Шрифт:
Интервал:
Закладка:
После долгих лет выслеживания Массона Уэйд получил, наконец, все, что хотел. «Мистер Массон, – торжествующе писал он, – прежде был рядовым Бенгальской артиллерии, его настоящая фамилия Льюис. Он привлек внимание генерал-майора Хардвика, тогда командовавшего этими войсками, и получил приказ заниматься его образцами фауны и описывать их. В момент дезертирства, а также при осаде Бхаратпура он служил рядовым в 3-м эскадроне 1-й бригады конной артиллерии под командованием капитана Хайда. Вскоре он и некто Поттер, из того же эскадрона, сбежали из Агры и отправились в Пенджаб. Поттер состоит ныне на службе у раджи Джаммы, Гулаба Сингха»[407].

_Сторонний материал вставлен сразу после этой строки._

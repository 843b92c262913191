//! # Islebound Main Entry Point
//!
//! Initializes the session, sets up macroquad rendering, and runs the demo
//! game loop.

use clap::Parser;
use islebound::{
    config, ActionOutcome, GameDisplay, GameSession, InputHandler, IsleError, IsleResult,
    MetaCommand, PlayerCommand, TurnState,
};
use log::info;
use macroquad::prelude::*;

/// Command line arguments for the Islebound demo.
#[derive(Parser, Debug)]
#[command(name = "islebound")]
#[command(about = "A turn-based island exploration prototype")]
#[command(version)]
struct Args {
    /// Random seed for the session's chance-based actions
    #[arg(short, long)]
    seed: Option<u64>,

    /// Log level (error, warn, info, debug, trace)
    #[arg(long, default_value = "info")]
    log_level: String,
}

#[macroquad::main("Islebound")]
async fn main() -> IsleResult<()> {
    let args = Args::parse();

    initialize_logging(&args.log_level);

    info!("Starting Islebound v{}", islebound::VERSION);

    run_game(&args).await
}

/// Initializes env_logger; `RUST_LOG` overrides the CLI default.
fn initialize_logging(log_level: &str) {
    env_logger::Builder::from_env(env_logger::Env::default().default_filter_or(log_level)).init();
}

/// Runs the main game loop with macroquad graphics.
async fn run_game(args: &Args) -> IsleResult<()> {
    let seed = args.seed.unwrap_or(config::DEFAULT_SEED);
    info!("Starting session with seed: {}", seed);

    let mut session = GameSession::new(seed)?;
    let input_handler = InputHandler::new();
    let mut display = GameDisplay::new();

    let (window_width, window_height) = display.window_size();
    request_new_screen_size(window_width, window_height);

    // The demo ships no NPCs, so the turn indicator never leaves the player.
    let turn = TurnState::Player;

    display.add_message("Welcome to Islebound!".to_string());
    display.add_message("Use WASD/arrows to move; mind the water".to_string());

    let mut stamina_clock: f64 = 0.0;

    loop {
        if let Some(command) = input_handler.poll_command() {
            match command {
                PlayerCommand::Meta(MetaCommand::Quit) => {
                    info!("Player quit the game");
                    break;
                }

                PlayerCommand::Meta(MetaCommand::Help) => {
                    display.add_message(
                        "Help: WASD/arrows=move, SPACE=jump, SHIFT=block, B=dash, \
                         Z/X/Y/V=attack, F5=save, ESC=quit"
                            .to_string(),
                    );
                }

                PlayerCommand::Meta(MetaCommand::Save) => match session.snapshot().to_json() {
                    Ok(json) => {
                        info!("Session snapshot:\n{}", json);
                        display.add_message("Snapshot logged to console".to_string());
                    }
                    Err(e) => {
                        display.add_message(format!("Save failed: {}", e));
                    }
                },

                PlayerCommand::Act(action) => {
                    match input_handler.dispatch(&mut session, action, turn) {
                        Ok(Some(outcome)) => {
                            if let Some(message) = outcome_message(&outcome) {
                                info!("{}", message);
                                display.add_message(message);
                            }
                        }
                        Ok(None) => {}
                        Err(IsleError::PlayerDead) => {
                            display.add_message("You are dead. ESC to quit.".to_string());
                        }
                        Err(e) => {
                            display.add_message(format!("Invalid action: {}", e));
                        }
                    }
                }
            }
        }

        // Passive stamina regeneration on a fixed cadence.
        stamina_clock += f64::from(get_frame_time());
        while stamina_clock >= config::STAMINA_TICK_SECS {
            stamina_clock -= config::STAMINA_TICK_SECS;
            session.tick_stamina();
        }

        display.render(&session, turn);

        next_frame().await;
    }

    info!("Game loop ended");
    Ok(())
}

/// Maps an action outcome to a log message, if the outcome warrants one.
///
/// Plain steps and boundary no-ops stay quiet; everything else reports.
fn outcome_message(outcome: &ActionOutcome) -> Option<String> {
    match outcome {
        ActionOutcome::Moved { .. } | ActionOutcome::Held => None,
        ActionOutcome::Drowned { .. } => Some("Player fell into water and died!".to_string()),
        ActionOutcome::Traveled { area } => {
            Some(format!("Transitioning to area {} via the ship.", area))
        }
        ActionOutcome::Jumped { .. } => Some("Jump action initiated.".to_string()),
        ActionOutcome::Dashed { .. } => Some("Dash/Dodge activated.".to_string()),
        ActionOutcome::Blocked { success: true } => Some("Block successful!".to_string()),
        ActionOutcome::Blocked { success: false } => Some("Block failed!".to_string()),
        ActionOutcome::Attacked { kind, facing } => Some(format!(
            "{} attack initiated facing {}",
            kind.name(),
            facing.name()
        )),
    }
}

Теперь, зная, кто такой Массон, Уэйд раздумывал, как с ним поступить. В донесении Джерарда имелись интригующие подробности. «Своим застенчивым поведением мистер Массон добился безопасности и уважения. Правитель Кабула не обращает на него внимания и всего раз высказал подозрения на предмет его намерений», – сообщал он Уэйду. Джерард высоко отзывался о Массоне и полагал, что Ост-Индской компании стоило бы принудить его шпионить в своих интересах. «Политическое положение афганского государства таково, что столь способный человек смог бы с пользой его обрисовать, – писал он. – Ничто так не ускорило бы весь процесс [продвижение британского влияния], как предварительное знакомство со страной благодаря такому человеку, как мистер Массон, чьи собственные занятия, ныне ограниченные бедностью, оказались бы в зависимости и в долгу перед источником, который поддержал бы его и посулил бы прощение вместо иных перспектив…»[408]. Продираясь сквозь все эти намеки, Уэйд плотоядно ухмылялся.

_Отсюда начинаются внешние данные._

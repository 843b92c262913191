//! # Board Module
//!
//! The island board: a fixed-size grid of tiles built whole at construction
//! time. The sea border is lethal, the interior is walkable, and a single
//! ship tile travels to the next area.
//!
//! The board is immutable after construction. Area transitions replace the
//! whole board rather than editing it in place.

use crate::{config, IsleError, IsleResult, Position};
use serde::{Deserialize, Serialize};

/// A single cell of the island board.
#[derive(Debug, Clone, Copy, PartialEq, Eq, Hash, Serialize, Deserialize)]
pub enum Tile {
    /// Open sea. Stepping here kills the player.
    Water,
    /// Ordinary walkable ground.
    Land,
    /// Walkable bridge or islet ground.
    Bridge,
    /// The ship. Stepping here travels to the next area.
    Ship,
}

impl Tile {
    /// Returns true if stepping on this tile kills the player.
    pub const fn is_lethal(self) -> bool {
        matches!(self, Tile::Water)
    }

    /// Returns true if stepping on this tile travels to another area.
    pub const fn is_portal(self) -> bool {
        matches!(self, Tile::Ship)
    }

    /// Returns true if the player can enter this tile and survive.
    pub const fn is_passable(self) -> bool {
        !self.is_lethal()
    }
}

/// The playfield for one area.
///
/// Tiles are stored row-major: `tiles[y][x]`. All tile access goes through
/// [`Board::tile_at`], which fails loudly on out-of-range coordinates rather
/// than clamping.
///
/// # Examples
///
/// ```
/// use islebound::{Board, Position, Tile};
///
/// let board = Board::new(16, 12).expect("default island fits");
/// assert_eq!(board.tile_at(Position::new(0, 0)).unwrap(), Tile::Water);
/// assert_eq!(board.tile_at(Position::new(2, 2)).unwrap(), Tile::Ship);
/// assert_eq!(board.tile_at(Position::new(5, 5)).unwrap(), Tile::Land);
/// ```
#[derive(Debug, Clone, PartialEq, Eq, Serialize, Deserialize)]
pub struct Board {
    pub width: u32,
    pub height: u32,
    tiles: Vec<Vec<Tile>>,
}

impl Board {
    /// Creates the standard island layout at the given dimensions.
    ///
    /// Every border cell is Water, the interior is Land, and the fixed cell
    /// (2, 2) holds the ship. Fails with [`IsleError::DegenerateBoard`] when
    /// either dimension is below 4, the smallest grid that fits a water
    /// border, a non-empty interior, and the ship strictly inside it.
    pub fn new(width: u32, height: u32) -> IsleResult<Self> {
        if width < 4 || height < 4 {
            return Err(IsleError::DegenerateBoard { width, height });
        }

        let mut tiles = Vec::with_capacity(height as usize);
        for y in 0..height {
            let mut row = Vec::with_capacity(width as usize);
            for x in 0..width {
                if x == 0 || y == 0 || x == width - 1 || y == height - 1 {
                    row.push(Tile::Water);
                } else {
                    row.push(Tile::Land);
                }
            }
            tiles.push(row);
        }
        tiles[config::SHIP_Y as usize][config::SHIP_X as usize] = Tile::Ship;

        Ok(Self {
            width,
            height,
            tiles,
        })
    }

    /// Builds a board from an explicit tile layout.
    ///
    /// Intended for custom maps and tests that need bridges or walkable
    /// edges. Rejects empty or ragged layouts with
    /// [`IsleError::DegenerateBoard`]; no border or ship placement is
    /// enforced here.
    pub fn from_rows(rows: Vec<Vec<Tile>>) -> IsleResult<Self> {
        let height = rows.len() as u32;
        let width = rows.first().map_or(0, |row| row.len() as u32);
        if width == 0 || height == 0 || rows.iter().any(|row| row.len() as u32 != width) {
            return Err(IsleError::DegenerateBoard { width, height });
        }

        Ok(Self {
            width,
            height,
            tiles: rows,
        })
    }

    /// Returns the tile at the given position.
    ///
    /// Fails with [`IsleError::OutOfBounds`] for any coordinate outside the
    /// grid. Callers that want a silent bounds check use [`Board::contains`]
    /// first.
    pub fn tile_at(&self, pos: Position) -> IsleResult<Tile> {
        if !self.contains(pos) {
            return Err(IsleError::OutOfBounds { x: pos.x, y: pos.y });
        }
        Ok(self.tiles[pos.y as usize][pos.x as usize])
    }

    /// Returns true if the position lies inside the grid.
    pub fn contains(&self, pos: Position) -> bool {
        pos.x >= 0 && pos.y >= 0 && pos.x < self.width as i32 && pos.y < self.height as i32
    }
}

Ему был позарез нужен новый шпион в Кабуле. Неудачник Карамат-Али давно его раздражал. Массон вполне подошел бы вместо него. «Долгое пребывание в Афганистане не только дало ему полное представление о географии и о статистике страны; проживая там, как коренной житель, и водя близкие знакомства с местными, он имеет возможность наблюдать то, чего не могли наблюдать прежде европейские путешественники. Он побывал в различных местах Афганистана, которых они никогда не видели. Они следовали проверенными путями и пользовались гостеприимством вождей, он же проникает в самые укромные уголки»[409].
Уэйд медленно плел свою паутину.
В начале 1834 года он прислал Массону сладкое письмо, в котором никак не намекал на то, что посвящен в его тайну. «Ваши блестящие открытия, – писал он, – представляют огромный интерес для литературного и научного мира… Мне доставит истинное удовольствие, если вы каким-то образом воспользуетесь моими услугами. Если у вас возникнет потребность в средствах, то, надеюсь, вы сообщите мне об этом, веря в искренность, без которой невозможна моя служба»[410].

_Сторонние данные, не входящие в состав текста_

//! # Input Module
//!
//! Key decoding and dispatch for player commands.
//!
//! Decoding is a pure keycode-to-command mapping so it stays testable
//! without a window; only [`InputHandler::poll_command`] talks to macroquad.
//! Dispatch owns the turn gate: game actions are dropped whenever it is not
//! the player's turn.

use crate::game::{ActionOutcome, AttackKind, Direction, GameSession, PlayerAction, TurnState};
use crate::IsleResult;
use macroquad::prelude::*;

/// Input handler for decoding and dispatching player commands.
pub struct InputHandler {
    /// Whether to accept arrow keys as movement aliases
    pub arrow_keys_enabled: bool,
}

impl Default for InputHandler {
    fn default() -> Self {
        Self::new()
    }
}

impl InputHandler {
    /// Creates a new input handler.
    ///
    /// # Examples
    ///
    /// ```
    /// use islebound::InputHandler;
    ///
    /// let input_handler = InputHandler::new();
    /// // Ready to decode key presses
    /// ```
    pub fn new() -> Self {
        Self {
            arrow_keys_enabled: true,
        }
    }

    /// Decodes the key pressed this frame, if any.
    pub fn poll_command(&self) -> Option<PlayerCommand> {
        get_last_key_pressed().and_then(|key| self.command_for_key(key))
    }

    /// Maps a key press to a command.
    ///
    /// Unrecognized keys decode to `None` and are ignored without error.
    pub fn command_for_key(&self, key: KeyCode) -> Option<PlayerCommand> {
        match key {
            KeyCode::Escape => Some(PlayerCommand::Meta(MetaCommand::Quit)),
            KeyCode::F1 => Some(PlayerCommand::Meta(MetaCommand::Help)),
            KeyCode::F5 => Some(PlayerCommand::Meta(MetaCommand::Save)),
            _ => self.action_for_key(key).map(PlayerCommand::Act),
        }
    }

    /// Maps a key press to a game action.
    pub fn action_for_key(&self, key: KeyCode) -> Option<PlayerAction> {
        match key {
            // Movement keys - WASD
            KeyCode::W => Some(PlayerAction::Move(Direction::Up)),
            KeyCode::S => Some(PlayerAction::Move(Direction::Down)),
            KeyCode::A => Some(PlayerAction::Move(Direction::Left)),
            KeyCode::D => Some(PlayerAction::Move(Direction::Right)),

            // Movement keys - arrow aliases if enabled
            KeyCode::Up if self.arrow_keys_enabled => Some(PlayerAction::Move(Direction::Up)),
            KeyCode::Down if self.arrow_keys_enabled => Some(PlayerAction::Move(Direction::Down)),
            KeyCode::Left if self.arrow_keys_enabled => Some(PlayerAction::Move(Direction::Left)),
            KeyCode::Right if self.arrow_keys_enabled => Some(PlayerAction::Move(Direction::Right)),

            // Action keys
            KeyCode::Space => Some(PlayerAction::Jump),
            KeyCode::LeftShift | KeyCode::RightShift => Some(PlayerAction::Block),
            KeyCode::B => Some(PlayerAction::Dash),

            // Attack keys
            KeyCode::Z => Some(PlayerAction::Attack(AttackKind::Light)),
            KeyCode::X => Some(PlayerAction::Attack(AttackKind::Medium)),
            KeyCode::Y => Some(PlayerAction::Attack(AttackKind::Heavy)),
            KeyCode::V => Some(PlayerAction::Attack(AttackKind::Special)),

            _ => None,
        }
    }

    /// Applies a decoded action to the session, honoring the turn gate.
    ///
    /// Returns `Ok(None)` when the action was dropped because it is not the
    /// player's turn; the session is untouched in that case.
    pub fn dispatch(
        &self,
        session: &mut GameSession,
        action: PlayerAction,
        turn: TurnState,
    ) -> IsleResult<Option<ActionOutcome>> {
        if turn != TurnState::Player {
            return Ok(None);
        }

        let outcome = match action {
            PlayerAction::Move(direction) => session.attempt_move(direction)?,
            PlayerAction::Jump => session.attempt_jump()?,
            PlayerAction::Block => session.attempt_block()?,
            PlayerAction::Dash => session.attempt_dash()?,
            PlayerAction::Attack(kind) => session.attempt_attack(kind)?,
        };
        Ok(Some(outcome))
    }
}

/// A decoded key press: either a game action or a shell-level command.
#[derive(Debug, Clone, Copy, PartialEq, Eq)]
pub enum PlayerCommand {
    /// Forward to the game rules
    Act(PlayerAction),
    /// Handled by the demo shell itself
    Meta(MetaCommand),
}

/// Commands aimed at the demo shell rather than the game rules.
#[derive(Debug, Clone, Copy, PartialEq, Eq)]
pub enum MetaCommand {
    /// Leave the game
    Quit,
    /// Show the key bindings
    Help,
    /// Offer a snapshot of the session
    Save,
}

Еще через несколько дней Уэйд написал в Калькутту, в Ост-Индскую компанию, о своем плане. «Дезертирство – преступление, сурово караемое нашим правительством и не предполагающее помилования, – писал он. – Но если суровость наших законов не позволяет Его Светлости проявить милосердие, я все же надеюсь, что мне простят мою переписку с Массоном… Его замечания и собранные им сведения о властях и богатствах страны, представляющей насущный интерес для британского правительства, не могут быть обойдены вниманием». Что касается щекотливости использования услуг разыскиваемого дезертира, то «обстоятельства, при которых мистер Массон изменил фамилию, могут в некоторой степени смягчить неудобства от признания его в его нынешнем положении»[411].
Получив первое письмо Уэйда, за которым последовали новые, с каждым разом все более елейные, Массон насторожился: что-то он недоговаривает. Джерард уже рассказывал ему об Уэйде. «Он – тонкий политик, – писал он Массону, – готовый следовать чужим предложениям и продолжать чужие шаги, о целях которых он раньше ничего не знал… Ему мало дела для изысканий, вроде ваших, разве что ими можно будет воспользоваться в целях соперничества»[412]. «Но так как у меня нет оснований сомневаться в искренности его уверений, я ответил ему в соответствующем тоне, – писал Массон Поттинджеру. – Не знаю, что выйдет из моей переписки с капитаном Уэйдом, и выйдет ли что-нибудь вообще, но я счел правильным учесть ее особенности и конфиденциально о ней поведать – если здесь нужна конфиденциальность»[413].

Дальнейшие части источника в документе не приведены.